You signed in with another tab or window. Reload to refresh your session.You signed out in another tab or window. Reload to refresh your session.You switched accounts on another tab or window. Reload to refresh your session.Dismiss alert
The workflow_runs state machine (queued → running → succeeded / failed / incomplete, plus the transient handed-off and refused paths) is the durable backbone for every comment- and label-triggered workflow (triage, plan, implement, review, resolve, and the composite ship chain). Yet none of its state transitions emit a structured event: discriminator, the convention every other observable subsystem in the codebase already uses. The mutators themselves (insertQueued at src/workflows/runs-store.ts:87, markRunning at src/workflows/runs-store.ts:124, markSucceeded at src/workflows/runs-store.ts:143, markFailed at src/workflows/runs-store.ts:159, markIncomplete at src/workflows/runs-store.ts:180) are pure SQL — they never call the logger. All observability is left to the callers, and the callers do not agree on a schema.
The dispatcher emits text-only messages with a reason field instead of event: Workflow run dispatched at src/workflows/dispatcher.ts:166 carries reason: "workflow-dispatch", the in-flight collision at src/workflows/dispatcher.ts:104 carries reason: "workflow-dispatch-inflight", and the post-insertQueued enqueue failure at src/workflows/dispatcher.ts:151 carries reason: "workflow-dispatch-enqueue-failed". The daemon-side workflow executor uses a third schema, outcome: — see Workflow run completed at src/daemon/workflow-executor.ts:193, Workflow run reported incomplete at src/daemon/workflow-executor.ts:250, Workflow run reported failure at src/daemon/workflow-executor.ts:309, the hand-off at src/daemon/workflow-executor.ts:148, and the uncaught-throw at src/daemon/workflow-executor.ts:364. The ship-iteration insert at src/workflows/ship/iteration.ts:170 and the orchestrator compensation markFailed at src/workflows/orchestrator.ts:341 and src/workflows/orchestrator.ts:347 emit nothing keyed to the run lifecycle at all. markRunning at src/daemon/workflow-executor.ts:92 has no paired log either.

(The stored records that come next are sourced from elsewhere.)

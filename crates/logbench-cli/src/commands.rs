// Dweve Logbench - Serial vs. Parallel Log Analyzer Benchmark Pipeline
//
// Copyright (c) 2025 Dweve IP B.V. and individual contributors.
//
// SPDX-License-Identifier: Apache-2.0
//
// Licensed under the Apache License, Version 2.0 (the "License");
// you may not use this file except in compliance with the License.
// You may obtain a copy of the License in the LICENSE file at the
// root of this repository or at: http://www.apache.org/licenses/LICENSE-2.0
//
// Unless required by applicable law or agreed to in writing, software
// distributed under the License is distributed on an "AS IS" BASIS,
// WITHOUT WARRANTIES OR CONDITIONS OF ANY KIND, either express or implied.
// See the License for the specific language governing permissions and
// limitations under the License.

//! Command implementations with per-step console narration.
//!
//! Every step announces success or failure distinctly; nothing fails
//! silently. Each function returns `true` when its operation had no failed
//! step, which the binary maps onto the process exit status.

use colored::Colorize;
use logbench::metrics::ValidationWarning;
use logbench::{charts, AnalyzerDriver, MetricsTable, Pipeline, PipelineConfig, StepResult, StepStatus};
use std::fs;

fn banner(title: &str) {
    println!("{}", "=".repeat(70));
    println!("{}", title);
    println!("{}", "=".repeat(70));
}

fn narrate(step: &StepResult) {
    match &step.status {
        StepStatus::Ok => println!("  {} {}", "✓".green().bold(), step.name),
        StepStatus::Skipped(reason) => {
            println!("  {} {} ({})", "~".yellow().bold(), step.name, reason)
        }
        StepStatus::Failed(reason) => {
            println!("  {} {}: {}", "✗".red().bold(), step.name, reason)
        }
    }
}

fn narrate_warnings(warnings: &[ValidationWarning]) {
    for warning in warnings {
        println!("  {} {}", "!".yellow().bold(), warning);
    }
}

/// Runs the full pipeline with narration; optionally dumps the summary as
/// JSON afterwards.
pub fn run_full(config: &PipelineConfig, json: bool) -> bool {
    banner("LOGBENCH - BENCHMARK AND VISUALIZATION");

    let summary = Pipeline::new(config.clone()).run_with(narrate);
    narrate_warnings(&summary.warnings);

    println!("{}", "=".repeat(70));
    if summary.is_success() {
        println!("{}", "All benchmark and visualization steps complete".green());
    } else {
        let failed: Vec<&str> = summary
            .failed_steps()
            .iter()
            .map(|s| s.name.as_str())
            .collect();
        println!("{} {}", "Failed steps:".red(), failed.join(", "));
    }

    println!("\nGenerated files:");
    println!("  - {}", config.artifact_path().display());
    for chart in config.chart_paths() {
        println!("  - {}", chart.display());
    }

    if json {
        match serde_json::to_string_pretty(&summary) {
            Ok(dump) => println!("{}", dump),
            Err(e) => eprintln!("could not serialize summary: {}", e),
        }
    }

    summary.is_success()
}

/// Generates the workload corpora only.
pub fn generate(config: &PipelineConfig) -> bool {
    banner("LOGBENCH - WORKLOAD GENERATION");

    let data_dir = config.data_path();
    match logbench::workload::generate_all(&data_dir, &config.workloads, &mut rand::thread_rng()) {
        Ok(()) => {
            for spec in &config.workloads {
                println!(
                    "  {} {} ({} lines)",
                    "✓".green().bold(),
                    data_dir.join(&spec.name).display(),
                    spec.line_count
                );
            }
            true
        }
        Err(e) => {
            println!("  {} generate workloads: {}", "✗".red().bold(), e);
            false
        }
    }
}

/// Runs the analyzer and captures the raw artifact only.
pub fn bench(config: &PipelineConfig) -> bool {
    banner("LOGBENCH - ANALYZER RUN");

    let driver = AnalyzerDriver::new(&config.project_root, config.artifact_path())
        .with_candidates(config.candidate_paths());
    match driver.capture() {
        Ok(raw) => {
            println!(
                "  {} captured {} bytes to {}",
                "✓".green().bold(),
                raw.len(),
                config.artifact_path().display()
            );
            true
        }
        Err(e) => {
            println!("  {} run analyzer: {}", "✗".red().bold(), e);
            false
        }
    }
}

/// Parses an existing artifact and renders all three charts.
pub fn render(config: &PipelineConfig) -> bool {
    banner("LOGBENCH - CHART RENDERING");

    let artifact = config.artifact_path();
    let raw = match fs::read_to_string(&artifact) {
        Ok(raw) => raw,
        Err(e) => {
            println!(
                "  {} read artifact {}: {}",
                "✗".red().bold(),
                artifact.display(),
                e
            );
            return false;
        }
    };

    let table = match MetricsTable::parse(&raw) {
        Ok(table) => table,
        Err(e) => {
            println!("  {} parse metrics: {}", "✗".red().bold(), e);
            return false;
        }
    };
    println!("  {} parse metrics ({} rows)", "✓".green().bold(), table.len());
    narrate_warnings(&table.validate(config.thread_count));

    let mut ok = true;
    let renders: [(&str, Box<dyn Fn() -> logbench::Result<()>>); 3] = [
        (
            "render time comparison",
            Box::new({
                let path = config.time_chart_path();
                let table = table.clone();
                move || charts::render_time_comparison(&table, &path)
            }),
        ),
        (
            "render speedup",
            Box::new({
                let path = config.speedup_chart_path();
                let table = table.clone();
                let threads = config.thread_count;
                move || charts::render_speedup(&table, &path, threads)
            }),
        ),
        (
            "render efficiency",
            Box::new({
                let path = config.efficiency_chart_path();
                let table = table.clone();
                move || charts::render_efficiency(&table, &path)
            }),
        ),
    ];

    for (name, render) in renders {
        match render() {
            Ok(()) => println!("  {} {}", "✓".green().bold(), name),
            Err(e) => {
                println!("  {} {}: {}", "✗".red().bold(), name, e);
                ok = false;
            }
        }
    }

    ok
}
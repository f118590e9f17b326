// server/src/models/profile.rs

use chrono::{DateTime, Utc};
use marketvoice::Profile;
use sqlx::FromRow;
use uuid::Uuid;

#[derive(Debug, Clone, FromRow)]
pub struct ProfileRow {
  pub id: Uuid,
  pub email: Option<String>,
  pub full_name: Option<String>,
  pub phone_number: Option<String>,
  pub created_at: DateTime<Utc>,
  pub updated_at: DateTime<Utc>,
}

impl From<ProfileRow> for Profile {
  fn from(row: ProfileRow) -> Self {
    Profile {
      id: row.id,
      email: row.email,
      full_name: row.full_name,
      phone_number: row.phone_number,
      created_at: row.created_at,
      updated_at: row.updated_at,
    }
  }
}
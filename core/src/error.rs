// core/src/error.rs
use thiserror::Error;

/// Every way a marketplace operation can fail.
///
/// None of these are retried by the core. The caller decides whether to
/// re-issue the request.
#[derive(Debug, Error)]
pub enum MarketError {
  /// Client-supplied input was malformed or empty after normalization.
  #[error("{0}")]
  InvalidInput(String),

  /// No acceptable principal was presented.
  #[error("{0}")]
  Unauthorized(String),

  /// The principal is known but may not act on the requested subject.
  #[error("{0}")]
  Forbidden(String),

  /// The row does not exist, or exists but belongs to someone else.
  /// The two cases are deliberately indistinguishable to the caller.
  #[error("{0}")]
  NotFoundOrForbidden(String),

  /// A collaborator (store, identity provider, voice provider) failed.
  #[error("Failed to {operation}")]
  DependencyFailure { operation: String, details: String },

  #[error("Internal error: {0}")]
  Internal(String),
}

impl MarketError {
  /// Wraps a collaborator error, keeping its full `{:#}` chain as the detail.
  pub fn dependency(operation: impl Into<String>, source: anyhow::Error) -> Self {
    MarketError::DependencyFailure {
      operation: operation.into(),
      details: format!("{:#}", source),
    }
  }

  /// Detail text for variants that carry one.
  pub fn details(&self) -> Option<&str> {
    match self {
      MarketError::DependencyFailure { details, .. } => Some(details),
      MarketError::Internal(m) => Some(m),
      _ => None,
    }
  }
}

pub type MarketResult<T, E = MarketError> = std::result::Result<T, E>;
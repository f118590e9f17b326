// server/src/web/handlers/profile_handlers.rs

use actix_web::{web, HttpResponse};
use serde::Deserialize;
use serde_json::json;
use tracing::instrument;
use uuid::Uuid;

use crate::errors::AppError;
use crate::state::AppState;
use crate::web::extractors::ActingPrincipal;

#[derive(Deserialize, Debug)]
pub struct UpdateProfilePayload {
  /// Blank or absent clears the number.
  pub phone_number: Option<String>,
  /// Only honored for the trusted service.
  pub user_id: Option<Uuid>,
}

#[instrument(name = "handler::get_profile", skip(app_state, principal))]
pub async fn get_profile_handler(
  app_state: web::Data<AppState>,
  principal: ActingPrincipal,
) -> Result<HttpResponse, AppError> {
  let profile = app_state.marketplace.profile(&principal.0).await?;
  Ok(HttpResponse::Ok().json(json!({ "success": true, "profile": profile })))
}

#[instrument(
    name = "handler::update_profile",
    skip(app_state, principal, payload),
    fields(principal = principal.0.kind())
)]
pub async fn update_profile_handler(
  app_state: web::Data<AppState>,
  principal: ActingPrincipal,
  payload: web::Json<UpdateProfilePayload>,
) -> Result<HttpResponse, AppError> {
  let profile = app_state
    .marketplace
    .update_phone_number(&principal.0, payload.user_id, payload.phone_number.as_deref())
    .await?;

  Ok(HttpResponse::Ok().json(json!({
      "success": true,
      "profile": profile,
      "message": "Profile updated successfully",
  })))
}
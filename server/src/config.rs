// server/src/config.rs

use crate::errors::{AppError, Result};
use dotenvy::dotenv;
use secrecy::SecretString;
use std::env;

pub const DEFAULT_VOICE_API_URL: &str = "https://api.elevenlabs.io";

/// Where products and profiles are persisted.
#[derive(Debug)]
pub enum StoreBackend {
  Postgres { database_url: SecretString },
  /// Process-local tables; contents are lost on restart.
  Memory,
}

/// Everything the server needs from its environment, read once at startup.
#[derive(Debug)]
pub struct AppConfig {
  pub server_host: String,
  pub server_port: u16,
  pub store_backend: StoreBackend,

  // Hosted identity provider
  pub supabase_url: String,
  pub supabase_anon_key: SecretString,
  pub supabase_service_role_key: SecretString,

  // Conversational voice provider
  pub elevenlabs_api_url: String,
  pub elevenlabs_api_key: SecretString,
  pub elevenlabs_agent_id: String,
}

impl AppConfig {
  pub fn from_env() -> Result<Self> {
    dotenv().ok(); // Load .env file if present
    Self::from_vars(|name| env::var(name).ok())
  }

  /// Builds the config from any variable source. Fails on the first missing
  /// or malformed value.
  pub fn from_vars<F>(lookup: F) -> Result<Self>
  where
    F: Fn(&str) -> Option<String>,
  {
    let optional = |name: &str| lookup(name).map(|v| v.trim().to_string()).filter(|v| !v.is_empty());
    let required = |name: &str| {
      optional(name).ok_or_else(|| AppError::Config(format!("Missing environment variable '{}'", name)))
    };

    let server_host = optional("SERVER_HOST").unwrap_or_else(|| "127.0.0.1".to_string());
    let server_port = optional("SERVER_PORT")
      .unwrap_or_else(|| "8080".to_string())
      .parse::<u16>()
      .map_err(|e| AppError::Config(format!("Invalid SERVER_PORT: {}", e)))?;

    let store_backend = match optional("STORE_BACKEND").as_deref().unwrap_or("postgres") {
      "postgres" => StoreBackend::Postgres {
        database_url: SecretString::from(required("DATABASE_URL")?),
      },
      "memory" => StoreBackend::Memory,
      other => {
        return Err(AppError::Config(format!(
          "Invalid STORE_BACKEND '{}': expected 'postgres' or 'memory'",
          other
        )))
      }
    };

    let supabase_url = http_url("SUPABASE_URL", required("SUPABASE_URL")?)?;
    let supabase_anon_key = SecretString::from(required("SUPABASE_ANON_KEY")?);
    let supabase_service_role_key = SecretString::from(required("SUPABASE_SERVICE_ROLE_KEY")?);

    let elevenlabs_api_url = http_url(
      "ELEVENLABS_API_URL",
      optional("ELEVENLABS_API_URL").unwrap_or_else(|| DEFAULT_VOICE_API_URL.to_string()),
    )?;
    let elevenlabs_api_key = SecretString::from(required("ELEVENLABS_API_KEY")?);
    let elevenlabs_agent_id = required("ELEVENLABS_AGENT_ID")?;

    tracing::info!("Application configuration loaded successfully.");

    Ok(Self {
      server_host,
      server_port,
      store_backend,
      supabase_url,
      supabase_anon_key,
      supabase_service_role_key,
      elevenlabs_api_url,
      elevenlabs_api_key,
      elevenlabs_agent_id,
    })
  }
}

fn http_url(name: &str, value: String) -> Result<String> {
  if value.starts_with("http://") || value.starts_with("https://") {
    Ok(value.trim_end_matches('/').to_string())
  } else {
    Err(AppError::Config(format!("{} must be an http(s) URL, got '{}'", name, value)))
  }
}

This forces operators into per-message text greps ("Workflow run reported", "Workflow run dispatched", outcome:"succeeded") or table scans against workflow_runs to derive lifecycle metrics that should be one Loki/Datadog filter away. By contrast, sibling subsystems already expose discriminated event families: pipeline.stage.* (closed issue #166), retry.* (closed issue #225, commit 6713cbf), dispatcher.offer.*, ship.tickle.*, ship.intent.transition, scheduler.action.*, and ws.scoped_completion.* — 61 distinct event: names already, but workflow.run.* is absent. Propose a single workflow.run.{queued,running,succeeded,failed,incomplete,handed_off,dispatch_refused,enqueue_failed} event family written next to every existing call site, carrying runId, workflowName, target, deliveryId, and (for terminal events) durationMs and reason. No schema change to workflow_runs; no new dependency.
Diagram
flowchart LR
classDef miss fill:#b03a2e,color:#ffffff,stroke:#922b21,stroke-width:2px
classDef partial fill:#1f618d,color:#ffffff,stroke:#154360,stroke-width:2px
classDef good fill:#196f3d,color:#ffffff,stroke:#0e6251,stroke-width:2px
IQ[insertQueued at 3 call sites]:::miss --> Q[queued]:::partial
Q -->|markRunning| RUN[running]:::partial
RUN -->|markSucceeded| OK[succeeded]:::partial
RUN -->|markIncomplete| INC[incomplete]:::partial
RUN -->|markFailed| FAIL[failed]:::partial
RUN -->|uncaught throw| UNC[failed uncaught]:::partial
RUN -->|hand off| HND[running handed-off]:::partial
Q -->|enqueue throw| ENF[failed enqueue]:::miss
Q -->|inflight collision| COL[refused at dispatch]:::miss
subgraph LEG[Legend]
direction TB
L1[no log emitted today]:::miss
L2[log message exists, no event field]:::partial
L3[proposed workflow.run event family]:::good
end
Loading
Rationale
Six (succeeded, failed, incomplete, handed_off, uncaught, dispatch_refused) of the eight workflow-run lifecycle transitions are user-observable outcomes that map directly to operator dashboards: success rate per workflow, p95/p99 duration per workflow, incomplete-rate (the resolve handler's incompleteReason distinguishes "agent ran cleanly but CI still red" from a true pipeline error, per migration 009 at src/db/migrations/009_workflow_runs_incomplete.sql:6), and dispatch refusal rate (an early signal that the partial unique index idx_workflow_runs_inflight is over-triggering or that an intent classifier regression is mass-routing into a single workflow). Today every one of those answers requires a SQL aggregation against workflow_runs; with the proposed events they become a single Loki / Datadog query keyed on event plus workflowName — the same pattern operators already use for dispatcher.offer.* and retry.*.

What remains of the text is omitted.